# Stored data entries
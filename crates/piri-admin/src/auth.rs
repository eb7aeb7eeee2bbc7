//! The bearer-token gate every admin route sits behind (spec.md §6: "All
//! routes are under a common root, gated by a bearer-token filter whose
//! signing key is the node's public identity"). Grounded on the
//! `require_permission` extension-based middleware in `ferrex-server`'s
//! `users::auth::permission_middleware`, adapted from role extraction to
//! signature verification.

use axum::extract::{Request, State};
use axum::http::header::AUTHORIZATION;
use axum::middleware::Next;
use axum::response::Response;

use crate::error::ApiError;
use crate::state::{AdminState, PaymentApi};

pub async fn bearer_auth<P, L>(
    State(state): State<AdminState<P, L>>,
    request: Request,
    next: Next,
) -> Result<Response, ApiError>
where
    P: PaymentApi,
    L: 'static,
{
    let header = request.headers().get(AUTHORIZATION).and_then(|v| v.to_str().ok()).ok_or(ApiError::Unauthorized)?;
    let token = header.strip_prefix("Bearer ").ok_or(ApiError::Unauthorized)?;
    state.authenticator.verify(token).map_err(|_| ApiError::Unauthorized)?;
    Ok(next.run(request).await)
}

# What you should do
Lines from the beginning of the data above through the line containing "extension-based middleware in" are to be returned exactly, and no others.

# Written answer
filename crates/piri-admin/src/auth.rs
repository eb7aeb7eeee2bbc7
//! The bearer-token gate every admin route sits behind (spec.md §6: "All
//! routes are under a common root, gated by a bearer-token filter whose
//! signing key is the node's public identity"). Grounded on the
//! `require_permission` extension-based middleware in `ferrex-server`'s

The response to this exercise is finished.